Pensando que Lei Zhen no estaba de acuerdo con él, Yaoguang le lanzó una mirada feroz y se acercó a Shen Liang. No le importaba ofender al príncipe heredero.
Shen Liang se volvió hacia él, rió suavemente y negó con la cabeza.
—No pasa nada. Verlo no me va a arrancar la piel.
—…
Claro que tú no perderás ni un cabello, pero yo sí cuando regrese nuestro señor.
Yaoguang quería llorar con los ojos bien abiertos. El señor definitivamente se molestaría al saber que Liangliang había visto a Qin Yunshen. Y si además se enteraba de que él no lo había detenido, estaría muerto.
—No te preocupes. Conmigo aquí, Yuanlie no te tocará.
Al ver a través de sus pensamientos, la sonrisa de Shen Liang se hizo más profunda, y en sus ojos brilló un matiz travieso.

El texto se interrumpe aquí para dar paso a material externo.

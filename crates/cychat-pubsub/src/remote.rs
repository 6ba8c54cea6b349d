//! Redis-backed broker for deployments running several server processes.

use std::pin::Pin;
use std::sync::atomic::{AtomicBool, Ordering};
use std::time::Duration;

use async_trait::async_trait;
use bytes::Bytes;
use futures::{Stream, StreamExt};
use redis::aio::MultiplexedConnection;
use redis::{Client, Msg};
use tracing::{debug, trace};

use cychat_shared::Topic;

use crate::error::PubSubError;
use crate::transport::{Broker, Connection, Delivery, Subscription};

type MessageStream = Pin<Box<dyn Stream<Item = Msg> + Send>>;

#[derive(Clone)]
pub struct RedisBroker {
    client: Client,
}

impl RedisBroker {
    pub fn new(url: &str) -> Result<Self, PubSubError> {
        let client = Client::open(url)?;
        Ok(Self { client })
    }

    /// Round-trip a `PING` to check the server is reachable.
    pub async fn ping(&self) -> Result<(), PubSubError> {
        let mut conn = self
            .client
            .get_multiplexed_async_connection()
            .await
            .map_err(|e| PubSubError::Unreachable(e.to_string()))?;
        let _: String = redis::cmd("PING")
            .query_async::<_, String>(&mut conn)
            .await
            .map_err(|e| PubSubError::Unreachable(e.to_string()))?;
        Ok(())
    }
}

#[async_trait]
impl Broker for RedisBroker {
    async fn connect(&self) -> Result<Box<dyn Connection>, PubSubError> {
        let conn = self
            .client
            .get_multiplexed_async_connection()
            .await
            .map_err(|e| PubSubError::Unreachable(e.to_string()))?;

        Ok(Box::new(RedisConnection {
            client: self.client.clone(),
            conn,
            closed: AtomicBool::new(false),
        }))
    }

    fn name(&self) -> &'static str {
        "redis"
    }
}

pub struct RedisConnection {
    client: Client,
    conn: MultiplexedConnection,
    closed: AtomicBool,
}

#[async_trait]
impl Connection for RedisConnection {
    async fn publish(&self, topic: &Topic, payload: Bytes) -> Result<(), PubSubError> {
        if self.is_closed() {
            return Err(PubSubError::ConnectionClosed);
        }

        let mut conn = self.conn.clone();
        let receivers: i64 = redis::cmd("PUBLISH")
            .arg(topic.as_str())
            .arg(payload.as_ref())
            .query_async::<_, i64>(&mut conn)
            .await?;
        trace!(topic = %topic, receivers, "Published to Redis");
        Ok(())
    }

    async fn subscribe(&self, topic: &Topic) -> Result<Box<dyn Subscription>, PubSubError> {
        if self.is_closed() {
            return Err(PubSubError::ConnectionClosed);
        }

        // Redis needs a dedicated connection in subscriber mode.
        let mut pubsub = self.client.get_async_pubsub().await?;
        pubsub.subscribe(topic.as_str()).await?;
        debug!(topic = %topic, "Subscribed to Redis channel");

        Ok(Box::new(RedisSubscription {
            topic: topic.as_str().to_string(),
            stream: Some(Box::pin(pubsub.into_on_message())),
            pending_ack: true,
        }))
    }

    async fn close(&self) -> Result<(), PubSubError> {
        self.closed.store(true, Ordering::SeqCst);
        Ok(())
    }

    fn is_closed(&self) -> bool {
        self.closed.load(Ordering::SeqCst)
    }
}

pub struct RedisSubscription {
    topic: String,
    stream: Option<MessageStream>,
    pending_ack: bool,
}

#[async_trait]
impl Subscription for RedisSubscription {
    async fn next_message(
        &mut self,
        ignore_subscribe_acks: bool,
        wait: Duration,
    ) -> Result<Option<Delivery>, PubSubError> {
        let Some(stream) = self.stream.as_mut() else {
            return Err(PubSubError::SubscriptionClosed);
        };

        // `subscribe` only returns once Redis has confirmed the channel.
        if std::mem::take(&mut self.pending_ack) && !ignore_subscribe_acks {
            return Ok(Some(Delivery::SubscribeAck {
                topic: self.topic.clone(),
            }));
        }

        match tokio::time::timeout(wait, stream.next()).await {
            Err(_) => Ok(None),
            Ok(Some(msg)) => Ok(Some(Delivery::Message {
                topic: msg.get_channel_name().to_string(),
                payload: Bytes::copy_from_slice(msg.get_payload_bytes()),
            })),
            Ok(None) => {
                self.stream = None;
                Err(PubSubError::SubscriptionClosed)
            }
        }
    }

    async fn close(&mut self) -> Result<(), PubSubError> {
        // Dropping the stream drops the subscriber connection.
        self.stream.take();
        Ok(())
    }

    fn topic(&self) -> &str {
        &self.topic
    }
}
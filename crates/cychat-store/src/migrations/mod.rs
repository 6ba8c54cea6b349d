//! Database migration runner.
//!
//! Migrations are executed in order on every [`Database::open_at`] call.
//! Each migration is guarded by a `user_version` pragma so it runs exactly
//! once.
//!
//! [`Database::open_at`]: crate::Database::open_at

pub mod v001_initial;

use rusqlite::Connection;

use crate::error::{Result, StoreError};

/// Current schema version.  Bump this and add a new migration module whenever
/// the schema changes.
pub const CURRENT_VERSION: u32 = 1;

/// Run all pending migrations against the open connection.
pub fn run_migrations(conn: &Connection) -> Result<()> {
    let current: u32 = conn.pragma_query_value(None, "user_version", |row| row.get(0))?;

    tracing::debug!(
        current_version = current,
        target_version = CURRENT_VERSION,
        "checking database migrations"
    );

    if current < 1 {
        tracing::info!("applying migration v001_initial");
        v001_initial::up(conn).map_err(|e| StoreError::Migration(e.to_string()))?;
        conn.pragma_update(None, "user_version", 1)?;
    }

    Ok(())
}
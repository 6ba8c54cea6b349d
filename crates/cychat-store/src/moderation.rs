//! Room moderation: banning and re-admitting members.
//!
//! Both operations resolve the room by its lowercased name and require the
//! acting user to be a member of it. A ban wipes the target's messages in
//! the room before removing the membership, inside one transaction.

use cychat_shared::UserId;

use crate::database::Database;
use crate::error::{Result, StoreError};
use crate::models::{Room, User};

/// Outcome of a successful moderation action.
#[derive(Debug, Clone, PartialEq, Eq)]
pub struct ModerationOutcome {
    pub room: Room,
    pub target: User,
    /// Messages removed as part of a ban. Always zero for unban.
    pub deleted_messages: usize,
}

impl Database {
    pub fn ban_member(
        &self,
        admin: UserId,
        target_email: &str,
        room_name: &str,
    ) -> Result<ModerationOutcome> {
        let (room, target) = self.resolve_moderation(admin, target_email, room_name)?;

        if self.find_membership(room.id, target.id)?.is_none() {
            return Err(StoreError::NotMember);
        }
        if target.id == admin {
            return Err(StoreError::SelfBan);
        }

        let tx = self.conn().unchecked_transaction()?;
        let deleted_messages = self.delete_room_messages_from(target.id, room.id)?;
        self.remove_member(room.id, target.id)?;
        tx.commit()?;

        tracing::info!(
            %admin,
            target = %target.id,
            room = %room.room_name,
            deleted_messages,
            "member banned"
        );
        Ok(ModerationOutcome {
            room,
            target,
            deleted_messages,
        })
    }

    pub fn unban_member(
        &self,
        admin: UserId,
        target_email: &str,
        room_name: &str,
    ) -> Result<ModerationOutcome> {
        let (room, target) = self.resolve_moderation(admin, target_email, room_name)?;

        if self.find_membership(room.id, target.id)?.is_some() {
            return Err(StoreError::AlreadyMember);
        }
        self.add_member(room.id, target.id)?;

        tracing::info!(%admin, target = %target.id, room = %room.room_name, "member unbanned");
        Ok(ModerationOutcome {
            room,
            target,
            deleted_messages: 0,
        })
    }

    fn resolve_moderation(
        &self,
        admin: UserId,
        target_email: &str,
        room_name: &str,
    ) -> Result<(Room, User)> {
        let room_name = room_name.trim().to_lowercase();
        if room_name.is_empty() {
            return Err(StoreError::RoomNotFound);
        }
        let room = self
            .find_room_by_name(&room_name)?
            .ok_or(StoreError::RoomNotFound)?;

        if self.find_membership(room.id, admin)?.is_none() {
            return Err(StoreError::NotMember);
        }

        let target = self
            .find_user_by_email(target_email)?
            .ok_or(StoreError::UserNotFound)?;

        Ok((room, target))
    }
}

—Además, también está Lei Zhen. Él te protegerá.
—¡Liangliang!
—¡Jajaja…!
Yaoguang casi perdió los estribos con esas palabras. Shen Liang rió a carcajadas, y Lei Zhen también sonrió mirando a su esposa. Por suerte, Yuan Shao y los demás no habían regresado por otros asuntos; de lo contrario, sin duda se habrían unido a las burlas.
—¡Liangliang!
Entre risas y charlas, los tres entraron pronto en el patio delantero. Qin Yunshen, que había estado esperando en el salón principal, vio a Shen Liang y su mirada codiciosa se fijó de inmediato en él. El viejo Lin, que lo acompañaba, frunció el ceño con enojo. Al principio había pensado que los celos de Yuanlie se debían solo a que no soportaba que su esposa tuviera contacto con otros hombres, pero ahora parecía que Qin Yunshen realmente tenía intenciones con Liangliang.